Concrete does not care about hype. It cares about ratios, pressure, timing. Get it wrong and it cracks. Get it right and it outlives you. Erie Strayer has been getting it right since 1912, when G.H. Strayer started a steel shop in Erie, Pennsylvania with 9 people and a welding torch. By World War II, the company built more than 100 overhead electric traveling cranes and thousands of clamshell and dragline buckets for the U.S. Army and Navy. By 1950, the focus shifted fully to concrete batching. Today, from 1851 Rudolph Ave on 21 acres and 175,000 square feet of manufacturing space, Erie Strayer stands as a 4th generation manufacturer blending steel discipline with automation.
On February 11, 2026, CQL Capital announced a strategic investment in Erie Strayer. Star Mountain Capital joined as lead co investor, alongside UMB Private Investments, Tecum Capital, Brookside Capital Partners, and Everside Capital Partners. Stifel served as exclusive sell side advisor. Terms were not disclosed. When a family owned business chooses its first private equity partner after 4 generations, the decision is less about valuation and more about alignment. Legacy is not a line item. It is leverage.
Kyle F. Strayer remains President and CEO, fully engaged in day to day operations, and the management team stays in place. Customers, dealers, and vendors continue working with the same contacts. That continuity matters. This structure signals expansion without sacrificing identity.

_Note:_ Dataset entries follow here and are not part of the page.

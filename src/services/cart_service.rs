use chrono::{DateTime, Utc};
use sqlx::FromRow;
use uuid::Uuid;

use crate::{
    audit::log_audit,
    dto::cart::{AddItemRequest, CartDto, CartItemDto, UpdateItemRequest},
    error::{AppError, AppResult},
    middleware::auth::AuthUser,
    models::Product,
    response::{ApiResponse, Meta},
    state::AppState,
};

#[derive(FromRow)]
struct CartRow {
    id: Uuid,
    created_at: DateTime<Utc>,
}

#[derive(FromRow)]
struct CartLineRow {
    item_id: Uuid,
    quantity: i32,
    product_id: Uuid,
    category_id: Uuid,
    name: String,
    slug: String,
    description: String,
    price: i64,
    stock: i32,
    is_active: bool,
    featured: bool,
    product_created_at: DateTime<Utc>,
    product_updated_at: DateTime<Utc>,
}

const CART_LINE_SELECT: &str = r#"
    SELECT ci.id AS item_id, ci.quantity,
           p.id AS product_id, p.category_id, p.name, p.slug, p.description,
           p.price, p.stock, p.is_active, p.featured,
           p.created_at AS product_created_at, p.updated_at AS product_updated_at
    FROM cart_items ci
    JOIN products p ON p.id = ci.product_id
"#;

pub async fn get_cart(state: &AppState, user: &AuthUser) -> AppResult<ApiResponse<CartDto>> {
    let mut conn = state.pool.acquire().await?;
    let cart = ensure_cart(&mut *conn, user.user_id).await?;
    drop(conn);

    let dto = load_cart_dto(state, cart).await?;
    Ok(ApiResponse::success("OK", dto, Some(Meta::empty())))
}

pub async fn add_item(
    state: &AppState,
    user: &AuthUser,
    payload: AddItemRequest,
) -> AppResult<ApiResponse<CartItemDto>> {
    if payload.quantity <= 0 {
        return Err(AppError::BadRequest(
            "quantity must be greater than 0".to_string(),
        ));
    }

    let mut txn = state.pool.begin().await?;

    let cart = ensure_cart(&mut *txn, user.user_id).await?;
    // Serializes concurrent mutations of the same user's cart.
    sqlx::query("SELECT id FROM carts WHERE id = $1 FOR UPDATE")
        .bind(cart.id)
        .execute(&mut *txn)
        .await?;

    let product: Option<(String, i32, bool)> =
        sqlx::query_as("SELECT name, stock, is_active FROM products WHERE id = $1")
            .bind(payload.product_id)
            .fetch_optional(&mut *txn)
            .await?;
    let (name, stock, is_active) = match product {
        Some(p) => p,
        None => return Err(AppError::BadRequest("Product not found".to_string())),
    };
    if !is_active {
        return Err(AppError::BadRequest("Product is not available".to_string()));
    }

    let existing: Option<(Uuid, i32)> =
        sqlx::query_as("SELECT id, quantity FROM cart_items WHERE cart_id = $1 AND product_id = $2")
            .bind(cart.id)
            .bind(payload.product_id)
            .fetch_optional(&mut *txn)
            .await?;

    let new_quantity = existing.map(|(_, q)| q).unwrap_or(0) + payload.quantity;
    if new_quantity > stock {
        return Err(AppError::BadRequest(format!(
            "Only {stock} items available in stock"
        )));
    }

    let item_id = match existing {
        Some((id, _)) => {
            sqlx::query("UPDATE cart_items SET quantity = $2 WHERE id = $1")
                .bind(id)
                .bind(new_quantity)
                .execute(&mut *txn)
                .await?;
            id
        }
        None => {
            let id = Uuid::new_v4();
            sqlx::query(
                "INSERT INTO cart_items (id, cart_id, product_id, quantity) VALUES ($1, $2, $3, $4)",
            )
            .bind(id)
            .bind(cart.id)
            .bind(payload.product_id)
            .bind(payload.quantity)
            .execute(&mut *txn)
            .await?;
            id
        }
    };

    txn.commit().await?;

    if let Err(err) = log_audit(
        &state.pool,
        Some(user.user_id),
        "cart_add",
        Some("cart_items"),
        Some(serde_json::json!({ "product_id": payload.product_id, "quantity": new_quantity })),
    )
    .await
    {
        tracing::warn!(error = %err, "audit log failed");
    }

    tracing::info!(product = %name, quantity = new_quantity, "item added to cart");

    let item = load_line(state, item_id).await?;
    Ok(ApiResponse::success("Item added to cart", item, None))
}

pub async fn update_item(
    state: &AppState,
    user: &AuthUser,
    item_id: Uuid,
    payload: UpdateItemRequest,
) -> AppResult<ApiResponse<CartDto>> {
    let mut txn = state.pool.begin().await?;

    let cart: Option<CartRow> =
        sqlx::query_as("SELECT id, created_at FROM carts WHERE user_id = $1 FOR UPDATE")
            .bind(user.user_id)
            .fetch_optional(&mut *txn)
            .await?;
    let cart = match cart {
        Some(c) => c,
        None => return Err(AppError::NotFound),
    };

    let line: Option<(i32, String)> = sqlx::query_as(
        r#"
        SELECT p.stock, p.name
        FROM cart_items ci
        JOIN products p ON p.id = ci.product_id
        WHERE ci.id = $1 AND ci.cart_id = $2
        FOR UPDATE OF ci
        "#,
    )
    .bind(item_id)
    .bind(cart.id)
    .fetch_optional(&mut *txn)
    .await?;
    let (stock, name) = match line {
        Some(l) => l,
        None => return Err(AppError::NotFound),
    };

    let message = if payload.quantity <= 0 {
        sqlx::query("DELETE FROM cart_items WHERE id = $1")
            .bind(item_id)
            .execute(&mut *txn)
            .await?;
        tracing::info!(product = %name, "item removed from cart");
        "Item removed from cart"
    } else {
        if payload.quantity > stock {
            return Err(AppError::BadRequest(format!(
                "Only {stock} items available in stock"
            )));
        }
        sqlx::query("UPDATE cart_items SET quantity = $2 WHERE id = $1")
            .bind(item_id)
            .bind(payload.quantity)
            .execute(&mut *txn)
            .await?;
        "Cart updated"
    };

    txn.commit().await?;

    if let Err(err) = log_audit(
        &state.pool,
        Some(user.user_id),
        "cart_update",
        Some("cart_items"),
        Some(serde_json::json!({ "item_id": item_id, "quantity": payload.quantity })),
    )
    .await
    {
        tracing::warn!(error = %err, "audit log failed");
    }

    let dto = load_cart_dto(state, cart).await?;
    Ok(ApiResponse::success(message, dto, Some(Meta::empty())))
}

pub async fn remove_item(
    state: &AppState,
    user: &AuthUser,
    item_id: Uuid,
) -> AppResult<ApiResponse<serde_json::Value>> {
    let result = sqlx::query(
        r#"
        DELETE FROM cart_items ci
        USING carts c
        WHERE ci.id = $1 AND ci.cart_id = c.id AND c.user_id = $2
        "#,
    )
    .bind(item_id)
    .bind(user.user_id)
    .execute(&state.pool)
    .await?;

    if result.rows_affected() == 0 {
        return Err(AppError::NotFound);
    }

    if let Err(err) = log_audit(
        &state.pool,
        Some(user.user_id),
        "cart_remove",
        Some("cart_items"),
        Some(serde_json::json!({ "item_id": item_id })),
    )
    .await
    {
        tracing::warn!(error = %err, "audit log failed");
    }

    Ok(ApiResponse::success(
        "Item removed from cart",
        serde_json::json!({}),
        Some(Meta::empty()),
    ))
}

pub async fn clear_cart(
    state: &AppState,
    user: &AuthUser,
) -> AppResult<ApiResponse<serde_json::Value>> {
    let result = sqlx::query(
        "DELETE FROM cart_items WHERE cart_id IN (SELECT id FROM carts WHERE user_id = $1)",
    )
    .bind(user.user_id)
    .execute(&state.pool)
    .await?;

    if let Err(err) = log_audit(
        &state.pool,
        Some(user.user_id),
        "cart_clear",
        Some("cart_items"),
        Some(serde_json::json!({ "removed": result.rows_affected() })),
    )
    .await
    {
        tracing::warn!(error = %err, "audit log failed");
    }

    tracing::info!(removed = result.rows_affected(), "cart cleared");

    Ok(ApiResponse::success(
        "Cart cleared",
        serde_json::json!({}),
        Some(Meta::empty()),
    ))
}

/// Get-or-create the user's singleton cart.
async fn ensure_cart(conn: &mut sqlx::PgConnection, user_id: Uuid) -> AppResult<CartRow> {
    let cart: CartRow = sqlx::query_as(
        r#"
        INSERT INTO carts (id, user_id) VALUES ($1, $2)
        ON CONFLICT (user_id) DO UPDATE SET updated_at = now()
        RETURNING id, created_at
        "#,
    )
    .bind(Uuid::new_v4())
    .bind(user_id)
    .fetch_one(&mut *conn)
    .await?;
    Ok(cart)
}

async fn load_cart_dto(state: &AppState, cart: CartRow) -> AppResult<CartDto> {
    let rows = sqlx::query_as::<_, CartLineRow>(&format!(
        "{CART_LINE_SELECT} WHERE ci.cart_id = $1 ORDER BY ci.created_at"
    ))
    .bind(cart.id)
    .fetch_all(&state.pool)
    .await?;

    let items: Vec<CartItemDto> = rows.into_iter().map(line_dto).collect();
    let total_items = items.iter().map(|i| i.quantity as i64).sum();
    let total_amount = items.iter().map(|i| i.subtotal).sum();

    Ok(CartDto {
        id: cart.id,
        created_at: cart.created_at,
        items,
        total_items,
        total_amount,
    })
}

async fn load_line(state: &AppState, item_id: Uuid) -> AppResult<CartItemDto> {
    let row = sqlx::query_as::<_, CartLineRow>(&format!("{CART_LINE_SELECT} WHERE ci.id = $1"))
        .bind(item_id)
        .fetch_one(&state.pool)
        .await?;
    Ok(line_dto(row))
}

fn line_dto(row: CartLineRow) -> CartItemDto {
    CartItemDto {
        id: row.item_id,
        subtotal: row.price * row.quantity as i64,
        quantity: row.quantity,
        product: Product {
            id: row.product_id,
            category_id: row.category_id,
            name: row.name,
            slug: row.slug,
            description: row.description,
            price: row.price,
            in_stock: row.stock > 0,
            stock: row.stock,
            is_active: row.is_active,
            featured: row.featured,
            created_at: row.product_created_at,
            updated_at: row.product_updated_at,
        },
    }
}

Erie Strayer builds more than batch plants. It builds control. The Liberty Series Batching Control System features a graphical user interface, proportional discharge of materials, a manual control panel independent of the batch computer, Ethernet connectivity with a Watch Dog plant safe state feature, and a liquid cooled PC with no fans or moving parts. The system integrates with accounting and dispatch software, supports Polarmatic infrared moisture sensors, and requires no annual fees. More than 1,000 ERIE Tilt Mixers operate worldwide across ready mix, highway, airport, and heavy civil projects.
CQL Capital’s Darrick Geant, Dana Rosenberg, and Michael Duffy now serve as Board Directors at Erie Strayer. Together they bring more than 80 years of combined investing and operating experience to a company automating since 1960, evolving from early NCR printer systems to Unix based platforms and the Liberty system introduced in 2015. The focus is clear: invest in innovation, strengthen employee development, and expand aftermarket support, service, and parts. In concrete, margins are earned long after installation. The real mix is hardware, software, and lifetime service. When capital and character align, foundations get stronger.